SUPREMA CORTE DI CASSAZIONE
SEZIONE VI
ORDINANZA 23 marzo 2015, n. 5811
Fatto e diritto
Ritenuto che la controversia riguarda l’eredita di T.A. , deceduto in (omissis) ;
che T.I. ritiene che le disposizioni contenute nel testamento olografo del padre hanno leso la di lei quota di legittima a vantaggio dei fratelli B. e C. e ha chiesto conseguenti statuizioni nei confronti di questi ultimi al Tribunale di Roma che, accogliendo l’eccezione sollevata dai convenuti, ha dichiarato la propria incompetenza per territorio in favore del Tribunale di Vibo Valentia, sul rilievo che non vi era prova certa che il de cuius, al momento della morte, avesse il proprio domicilio in Roma, anziché a Tropea dove aveva la residenza anagrafica;
che T.I. chiede regolarsi la competenza;
che replicano T.B. e C. ;
che nelle conclusioni scritte ai sensi dell’art. 380-ter cod. proc. civ., il pubblico ministero ha concluso per l’accoglimento del ricorso per regolamento di competenza e per la declaratoria di competenza dell’adito Tribunale di Roma;
che la ricorrente ha depositato memoria illustrativa aderendo alle conclusioni del pubblico ministero.

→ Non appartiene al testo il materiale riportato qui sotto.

use avatar_core::{
    prompt::{ContractPlacement, DEFAULT_PERSONA},
    reply::DecodePolicy,
};
use std::path::PathBuf;
use std::time::Duration;
use tracing::Level;

/// A custom error type for configuration loading failures.
#[derive(Debug, thiserror::Error)]
pub enum ConfigError {
    #[error("Missing environment variable: {0}")]
    MissingVar(String),
    #[error("Invalid value for environment variable {0}: {1}")]
    InvalidValue(String, String),
    #[error("Failed to read persona file {0}: {1}")]
    PersonaFile(PathBuf, std::io::Error),
}

/// How replies are written to the terminal.
#[derive(Clone, Copy, Debug, PartialEq, Eq)]
pub enum RenderFormat {
    Text,
    Json,
}

/// Vector-store settings. Present only when retrieval augmentation is on.
#[derive(Clone, Debug, PartialEq)]
pub struct RetrievalConfig {
    pub index_name: String,
    pub pinecone_api_key: String,
    pub index_host: Option<String>,
    pub embedding_model: String,
    pub timeout: Duration,
}

/// Holds all configuration loaded from the environment at startup.
#[derive(Clone, Debug)]
pub struct Config {
    pub openai_api_key: String,
    pub realtime_url: String,
    pub realtime_model: String,
    pub connect_timeout: Duration,
    pub temperature: f64,
    pub persona: String,
    pub contract_placement: ContractPlacement,
    pub greeting: Option<String>,
    pub retrieval: Option<RetrievalConfig>,
    pub render_format: RenderFormat,
    pub decode_policy: DecodePolicy,
    pub log_level: Level,
}

fn var_or(name: &str, default: &str) -> String {
    std::env::var(name).unwrap_or_else(|_| default.to_string())
}

fn parse_secs(name: &str, default: &str) -> Result<Duration, ConfigError> {
    let raw = var_or(name, default);
    raw.parse::<u64>()
        .ok()
        .filter(|secs| *secs > 0)
        .map(Duration::from_secs)
        .ok_or_else(|| {
            ConfigError::InvalidValue(
                name.to_string(),
                format!("'{}' is not a positive number of seconds", raw),
            )
        })
}

impl Config {
    /// Loads configuration from environment variables.
    pub fn from_env() -> Result<Self, ConfigError> {
        // Only load from .env in non-test mode to avoid contamination
        if !cfg!(test) {
            dotenvy::dotenv().ok();
        }

        let openai_api_key = std::env::var("OPENAI_API_KEY")
            .map_err(|_| ConfigError::MissingVar("OPENAI_API_KEY".to_string()))?;

        let realtime_url = var_or("REALTIME_URL", openai_realtime::client::DEFAULT_REALTIME_URL);
        let realtime_model =
            var_or("REALTIME_MODEL", openai_realtime::client::DEFAULT_REALTIME_MODEL);
        let connect_timeout = parse_secs("CONNECT_TIMEOUT_SECS", "15")?;

        let temperature_str = var_or("TEMPERATURE", "0.8");
        let temperature = temperature_str
            .parse::<f64>()
            .ok()
            .filter(|t| (0.6..=1.2).contains(t))
            .ok_or_else(|| {
                ConfigError::InvalidValue(
                    "TEMPERATURE".to_string(),
                    format!("'{}' is not a number between 0.6 and 1.2", temperature_str),
                )
            })?;

        let persona = match std::env::var("PERSONA_PATH") {
            Ok(path) => {
                let path = PathBuf::from(path);
                std::fs::read_to_string(&path)
                    .map_err(|e| ConfigError::PersonaFile(path.clone(), e))?
                    .trim()
                    .to_string()
            }
            Err(_) => DEFAULT_PERSONA.to_string(),
        };

        let placement_str = var_or("CONTRACT_PLACEMENT", "session");
        let contract_placement = match placement_str.to_lowercase().as_str() {
            "session" => ContractPlacement::Session,
            "turn" => ContractPlacement::Turn,
            _ => {
                return Err(ConfigError::InvalidValue(
                    "CONTRACT_PLACEMENT".to_string(),
                    format!("'{}' must be 'session' or 'turn'", placement_str),
                ));
            }
        };

        let greeting = Some(var_or("GREETING", "Hello!"))
            .map(|g| g.trim().to_string())
            .filter(|g| !g.is_empty());

        let retrieval = match std::env::var("RETRIEVAL_INDEX") {
            Ok(index_name) if !index_name.trim().is_empty() => {
                let pinecone_api_key = std::env::var("PINECONE_API_KEY").map_err(|_| {
                    ConfigError::MissingVar(
                        "PINECONE_API_KEY must be set when RETRIEVAL_INDEX is set".to_string(),
                    )
                })?;
                Some(RetrievalConfig {
                    index_name: index_name.trim().to_string(),
                    pinecone_api_key,
                    index_host: std::env::var("PINECONE_INDEX_HOST").ok(),
                    embedding_model: var_or("EMBEDDING_MODEL", "text-embedding-3-small"),
                    timeout: parse_secs("RETRIEVAL_TIMEOUT_SECS", "10")?,
                })
            }
            _ => None,
        };

        let format_str = var_or("RENDER_FORMAT", "text");
        let render_format = match format_str.to_lowercase().as_str() {
            "text" => RenderFormat::Text,
            "json" => RenderFormat::Json,
            _ => {
                return Err(ConfigError::InvalidValue(
                    "RENDER_FORMAT".to_string(),
                    format!("'{}' must be 'text' or 'json'", format_str),
                ));
            }
        };

        let policy_str = var_or("DECODE_POLICY", "lenient");
        let decode_policy = match policy_str.to_lowercase().as_str() {
            "lenient" => DecodePolicy::Lenient,
            "strict" => DecodePolicy::Strict,
            _ => {
                return Err(ConfigError::InvalidValue(
                    "DECODE_POLICY".to_string(),
                    format!("'{}' must be 'lenient' or 'strict'", policy_str),
                ));
            }
        };

        let log_level_str = var_or("RUST_LOG", "INFO");
        let log_level = log_level_str.parse::<Level>().map_err(|_| {
            ConfigError::InvalidValue(
                "RUST_LOG".to_string(),
                format!("'{}' is not a valid log level", log_level_str),
            )
        })?;

        Ok(Self {
            openai_api_key,
            realtime_url,
            realtime_model,
            connect_timeout,
            temperature,
            persona,
            contract_placement,
            greeting,
            retrieval,
            render_format,
            decode_policy,
            log_level,
        })
    }
}
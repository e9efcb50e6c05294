pub mod generic_types;
pub mod prompt;
pub mod reply;
pub mod retrieval;
pub mod turn;
pub mod vocabulary;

Considerato che il pubblico ministero ha argomentato le proprie conclusioni osservando in particolare: “Per ius receptum, la determinazione della competenza per territorio nelle cause ereditarie va stabilita (art. 22 cod. proc. civ.) con riferimento al luogo in cui il de cuius aveva al momento della morte l’ultimo domicilio, intendendosi con tale locuzione il luogo ove la persona, alla cui volontà occorre avere principalmente riguardo, concentra la generalità dei suoi interessi sia materiali ed economici, sia morali, sociali e familiari. Ai fini della competenza per territorio nelle cause ereditarie è pertanto necessario accertare quale sia il domicilio del defunto al momento del decesso.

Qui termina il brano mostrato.